Katalyst's proposed Swift rescue mission
Katalyst’s proposed Swift rescue mission.
Click for original image.

The startup Katalyst, which aims to become a major robotic satellite servicing company and is about to launch its first mission to rescue NASA’s Gehrels-Swift space telescope, has just completed a funding round where it raised $12 million in private investment capital.

Katalyst Space raised $12 million to develop Katalyst’s Nexus robotic spacecraft and expand satellite servicing to multi-orbit, multi-mission operations. … It’s a space robot that will reposition, repair, refuel, refit satellites post-launch, and build the next generation of space infrastructure.

The funding round was led by Geodesic Capital, with significant participation from Fortitude Ventures and other investors.

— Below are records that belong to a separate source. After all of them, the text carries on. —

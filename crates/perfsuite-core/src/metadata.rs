// Dweve Perfsuite - Benchmark Suite Inspection Toolkit
//
// Copyright (c) 2025 Dweve IP B.V. and individual contributors.
//
// SPDX-License-Identifier: Apache-2.0
//
// Licensed under the Apache License, Version 2.0 (the "License");
// you may not use this file except in compliance with the License.
// You may obtain a copy of the License in the LICENSE file at the
// root of this repository or at: http://www.apache.org/licenses/LICENSE-2.0
//
// Unless required by applicable law or agreed to in writing, software
// distributed under the License is distributed on an "AS IS" BASIS,
// WITHOUT WARRANTIES OR CONDITIONS OF ANY KIND, either express or implied.
// See the License for the specific language governing permissions and
// limitations under the License.

//! Ordered metadata mappings and metadata reconciliation.
//!
//! Metadata is attached to suites, benchmarks and runs. Keys keep their
//! insertion order so that reconciliation and display are deterministic.

use serde::de::{MapAccess, Visitor};
use serde::ser::SerializeMap;
use serde::{Deserialize, Deserializer, Serialize, Serializer};
use std::fmt;

/// A single metadata value: a string or a number.
#[derive(Debug, Clone, PartialEq, Serialize, Deserialize)]
#[serde(untagged)]
pub enum MetadataValue {
    /// Integer value
    Int(i64),
    /// Floating point value
    Float(f64),
    /// Free-form string
    Str(String),
}

impl MetadataValue {
    /// Parse a user supplied value, preferring integers, then floats.
    ///
    /// `nan` and `inf` stay strings: JSON has no encoding for them.
    pub fn parse(text: &str) -> Self {
        if let Ok(n) = text.parse::<i64>() {
            return MetadataValue::Int(n);
        }
        match text.parse::<f64>() {
            Ok(f) if f.is_finite() => MetadataValue::Float(f),
            _ => MetadataValue::Str(text.to_string()),
        }
    }

    /// Numeric view of the value, if it has one.
    pub fn as_f64(&self) -> Option<f64> {
        match self {
            MetadataValue::Int(n) => Some(*n as f64),
            MetadataValue::Float(f) => Some(*f),
            MetadataValue::Str(_) => None,
        }
    }

    pub fn as_str(&self) -> Option<&str> {
        match self {
            MetadataValue::Str(s) => Some(s),
            _ => None,
        }
    }
}

impl fmt::Display for MetadataValue {
    fn fmt(&self, f: &mut fmt::Formatter<'_>) -> fmt::Result {
        match self {
            MetadataValue::Int(n) => write!(f, "{}", n),
            MetadataValue::Float(v) => write!(f, "{}", v),
            MetadataValue::Str(s) => f.write_str(s),
        }
    }
}

impl From<&str> for MetadataValue {
    fn from(s: &str) -> Self {
        MetadataValue::Str(s.to_string())
    }
}

impl From<String> for MetadataValue {
    fn from(s: String) -> Self {
        MetadataValue::Str(s)
    }
}

impl From<i64> for MetadataValue {
    fn from(n: i64) -> Self {
        MetadataValue::Int(n)
    }
}

impl From<f64> for MetadataValue {
    fn from(v: f64) -> Self {
        MetadataValue::Float(v)
    }
}

/// Insertion-ordered mapping from metadata keys to values.
#[derive(Debug, Clone, Default, PartialEq)]
pub struct Metadata {
    entries: Vec<(String, MetadataValue)>,
}

impl Metadata {
    pub fn new() -> Self {
        Self::default()
    }

    pub fn len(&self) -> usize {
        self.entries.len()
    }

    pub fn is_empty(&self) -> bool {
        self.entries.is_empty()
    }

    pub fn get(&self, key: &str) -> Option<&MetadataValue> {
        self.entries.iter().find(|(k, _)| k == key).map(|(_, v)| v)
    }

    pub fn contains_key(&self, key: &str) -> bool {
        self.get(key).is_some()
    }

    /// Insert or replace a value. A replaced key keeps its position.
    pub fn insert(
        &mut self,
        key: impl Into<String>,
        value: impl Into<MetadataValue>,
    ) -> Option<MetadataValue> {
        let key = key.into();
        let value = value.into();
        match self.entries.iter_mut().find(|(k, _)| *k == key) {
            Some((_, slot)) => Some(std::mem::replace(slot, value)),
            None => {
                self.entries.push((key, value));
                None
            }
        }
    }

    /// Remove a key, preserving the order of the remaining entries.
    pub fn remove(&mut self, key: &str) -> Option<MetadataValue> {
        let index = self.entries.iter().position(|(k, _)| k == key)?;
        Some(self.entries.remove(index).1)
    }

    pub fn retain(&mut self, mut keep: impl FnMut(&str, &MetadataValue) -> bool) {
        self.entries.retain(|(k, v)| keep(k, v));
    }

    pub fn clear(&mut self) {
        self.entries.clear();
    }

    pub fn iter(&self) -> impl Iterator<Item = (&str, &MetadataValue)> {
        self.entries.iter().map(|(k, v)| (k.as_str(), v))
    }

    pub fn keys(&self) -> impl Iterator<Item = &str> {
        self.entries.iter().map(|(k, _)| k.as_str())
    }

    /// Copy every entry of `other` into `self`, overriding existing keys.
    pub fn extend_from(&mut self, other: &Metadata) {
        for (key, value) in other.iter() {
            self.insert(key, value.clone());
        }
    }
}

impl<K: Into<String>, V: Into<MetadataValue>> FromIterator<(K, V)> for Metadata {
    fn from_iter<I: IntoIterator<Item = (K, V)>>(iter: I) -> Self {
        let mut metadata = Metadata::new();
        for (key, value) in iter {
            metadata.insert(key, value);
        }
        metadata
    }
}

impl Serialize for Metadata {
    fn serialize<S: Serializer>(&self, serializer: S) -> Result<S::Ok, S::Error> {
        let mut map = serializer.serialize_map(Some(self.entries.len()))?;
        for (key, value) in &self.entries {
            map.serialize_entry(key, value)?;
        }
        map.end()
    }
}

impl<'de> Deserialize<'de> for Metadata {
    fn deserialize<D: Deserializer<'de>>(deserializer: D) -> Result<Self, D::Error> {
        struct MetadataVisitor;

        impl<'de> Visitor<'de> for MetadataVisitor {
            type Value = Metadata;

            fn expecting(&self, f: &mut fmt::Formatter<'_>) -> fmt::Result {
                f.write_str("a map of metadata keys to strings or numbers")
            }

            fn visit_map<A: MapAccess<'de>>(self, mut access: A) -> Result<Metadata, A::Error> {
                let mut metadata = Metadata::new();
                while let Some((key, value)) = access.next_entry::<String, MetadataValue>()? {
                    metadata.insert(key, value);
                }
                Ok(metadata)
            }
        }

        deserializer.deserialize_map(MetadataVisitor)
    }
}

/// Key-value pairs present with an identical value in every mapping.
///
/// Entries come out in the order of the first mapping. Fewer than two
/// mappings yield an empty result: there is nothing to reconcile.
pub fn common_metadata(mappings: &[Metadata]) -> Metadata {
    let Some((first, rest)) = mappings.split_first() else {
        return Metadata::new();
    };
    if rest.is_empty() {
        return Metadata::new();
    }

    first
        .iter()
        .filter(|(key, value)| rest.iter().all(|other| other.get(key) == Some(*value)))
        .map(|(key, value)| (key.to_string(), value.clone()))
        .collect()
}

#[cfg(test)]
mod tests {
    use super::*;

    fn meta(pairs: &[(&str, i64)]) -> Metadata {
        pairs.iter().map(|(k, v)| (*k, *v)).collect()
    }

    #[test]
    fn test_common_metadata_keeps_identical_pairs() {
        let common = common_metadata(&[meta(&[("a", 1), ("b", 2)]), meta(&[("a", 1), ("b", 3)])]);
        assert_eq!(common, meta(&[("a", 1)]));
    }

    #[test]
    fn test_common_metadata_single_input_is_empty() {
        assert!(common_metadata(&[meta(&[("a", 1)])]).is_empty());
        assert!(common_metadata(&[]).is_empty());
    }

    #[test]
    fn test_common_metadata_requires_key_everywhere() {
        let common = common_metadata(&[
            meta(&[("a", 1), ("b", 2)]),
            meta(&[("b", 2)]),
            meta(&[("a", 1), ("b", 2)]),
        ]);
        assert_eq!(common, meta(&[("b", 2)]));
    }

    #[test]
    fn test_parse_values() {
        assert_eq!(MetadataValue::parse("16"), MetadataValue::Int(16));
        assert_eq!(MetadataValue::parse("0.5"), MetadataValue::Float(0.5));
        assert_eq!(MetadataValue::parse("x86"), MetadataValue::from("x86"));
        for text in ["nan", "NaN", "inf", "-inf", "infinity"] {
            assert_eq!(MetadataValue::parse(text), MetadataValue::from(text));
        }
    }

    #[test]
    fn test_insert_replaces_in_place() {
        let mut m = meta(&[("a", 1), ("b", 2), ("c", 3)]);
        assert_eq!(m.insert("b", 20i64), Some(MetadataValue::Int(2)));
        let keys: Vec<_> = m.keys().collect();
        assert_eq!(keys, vec!["a", "b", "c"]);
        assert_eq!(m.get("b"), Some(&MetadataValue::Int(20)));
    }

    #[test]
    fn test_remove_preserves_order() {
        let mut m = meta(&[("a", 1), ("b", 2), ("c", 3)]);
        m.remove("a");
        let keys: Vec<_> = m.keys().collect();
        assert_eq!(keys, vec!["b", "c"]);
        assert!(m.remove("missing").is_none());
    }

    #[test]
    fn test_json_preserves_insertion_order() {
        let m: Metadata = serde_json::from_str(r#"{"z": 1, "a": "x", "m": 1.5}"#).unwrap();
        let keys: Vec<_> = m.keys().collect();
        assert_eq!(keys, vec!["z", "a", "m"]);
        assert_eq!(m.get("a"), Some(&MetadataValue::Str("x".to_string())));
        assert_eq!(m.get("m"), Some(&MetadataValue::Float(1.5)));
        assert_eq!(
            serde_json::to_string(&m).unwrap(),
            r#"{"z":1,"a":"x","m":1.5}"#
        );
    }

    #[test]
    fn test_parse_value() {
        assert_eq!(MetadataValue::parse("12"), MetadataValue::Int(12));
        assert_eq!(MetadataValue::parse("1.25"), MetadataValue::Float(1.25));
        assert_eq!(
            MetadataValue::parse("cpython"),
            MetadataValue::Str("cpython".to_string())
        );
    }
}
// Dweve Perfsuite - Benchmark Suite Inspection Toolkit
//
// Copyright (c) 2025 Dweve IP B.V. and individual contributors.
//
// SPDX-License-Identifier: Apache-2.0
//
// Licensed under the Apache License, Version 2.0 (the "License");
// you may not use this file except in compliance with the License.
// You may obtain a copy of the License in the LICENSE file at the
// root of this repository or at: http://www.apache.org/licenses/LICENSE-2.0
//
// Unless required by applicable law or agreed to in writing, software
// distributed under the License is distributed on an "AS IS" BASIS,
// WITHOUT WARRANTIES OR CONDITIONS OF ANY KIND, either express or implied.
// See the License for the specific language governing permissions and
// limitations under the License.

//! Parsing and formatting of run lists (`1-3,5`) and CPU lists (`0-3,6`).

use crate::error::{Result, SuiteError};
use std::collections::BTreeSet;
use std::ops::RangeInclusive;

/// CPU numbers at or above this bound are rejected.
const MAX_CPUS: u32 = 1 << 16;

/// Parse a comma separated list of numbers and inclusive ranges.
fn parse_ranges(text: &str) -> std::result::Result<Vec<RangeInclusive<u32>>, String> {
    let mut ranges = Vec::new();
    for part in text.trim().split(',') {
        let part = part.trim();
        if part.is_empty() {
            continue;
        }
        match part.split_once('-') {
            Some((first, last)) => {
                let first: u32 = first.trim().parse().map_err(|_| "invalid range".to_string())?;
                let last: u32 = last.trim().parse().map_err(|_| "invalid range".to_string())?;
                if first > last {
                    return Err(format!("invalid range {}-{}", first, last));
                }
                ranges.push(first..=last);
            }
            None => {
                let number = part.parse().map_err(|_| format!("invalid number '{}'", part))?;
                ranges.push(number..=number);
            }
        }
    }
    Ok(ranges)
}

/// A selection of runs, kept as 0-based index ranges.
#[derive(Debug, Clone, PartialEq, Eq)]
pub struct RunList {
    ranges: Vec<RangeInclusive<usize>>,
}

impl RunList {
    pub fn contains(&self, index: usize) -> bool {
        self.ranges.iter().any(|range| range.contains(&index))
    }
}

impl FromIterator<usize> for RunList {
    fn from_iter<I: IntoIterator<Item = usize>>(iter: I) -> Self {
        RunList {
            ranges: iter.into_iter().map(|index| index..=index).collect(),
        }
    }
}

/// Parse a 1-based run list such as `1-3,5`.
///
/// ```
/// use perfsuite_core::ranges::parse_run_list;
///
/// let runs = parse_run_list("1-3,5").unwrap();
/// assert!(runs.contains(0) && runs.contains(2) && runs.contains(4));
/// assert!(!runs.contains(3));
/// ```
pub fn parse_run_list(text: &str) -> Result<RunList> {
    let ranges = parse_ranges(text)
        .map_err(|_| SuiteError::invalid_run_list(text, "invalid list of runs"))?;
    if ranges.is_empty() {
        return Err(SuiteError::invalid_run_list(text, "empty list of runs"));
    }
    if ranges.iter().any(|range| *range.start() < 1) {
        return Err(SuiteError::invalid_run_list(text, "number of runs starts at 1"));
    }
    Ok(RunList {
        ranges: ranges
            .into_iter()
            .map(|range| (*range.start() as usize - 1)..=(*range.end() as usize - 1))
            .collect(),
    })
}

/// Parse a CPU list such as the content of `isolated` or `isolcpus=`.
pub fn parse_cpu_list(text: &str) -> Option<BTreeSet<u32>> {
    let ranges = parse_ranges(text).ok()?;
    if ranges.iter().any(|range| *range.end() >= MAX_CPUS) {
        return None;
    }
    Some(ranges.into_iter().flatten().collect())
}

/// Format CPUs compactly, merging consecutive numbers into ranges.
pub fn format_cpu_list<'a>(cpus: impl IntoIterator<Item = &'a u32>) -> String {
    let sorted: BTreeSet<u32> = cpus.into_iter().copied().collect();
    let mut parts = Vec::new();
    let mut iter = sorted.into_iter().peekable();
    while let Some(first) = iter.next() {
        let mut last = first;
        while iter.peek() == Some(&(last + 1)) {
            last += 1;
            iter.next();
        }
        if first == last {
            parts.push(first.to_string());
        } else {
            parts.push(format!("{}-{}", first, last));
        }
    }
    parts.join(",")
}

Nexus’ first mission in 2027 will be to geosynchronous orbit, though it is not yet determined what satellite the spacecraft will service. The company appears to be in negotiation with both the government and commercial satellite operators.

Meanwhile, Katalyst’s Link spacecraft is now integrated within Northrop Grumman’s Pegasus rocket, awaiting a planned launch later this month. That rescue mission, only awarded to Katalyst by NASA in November 2025, will attempt to capture Gehrels-Swift, which has no capture mechanism, and raise its orbit.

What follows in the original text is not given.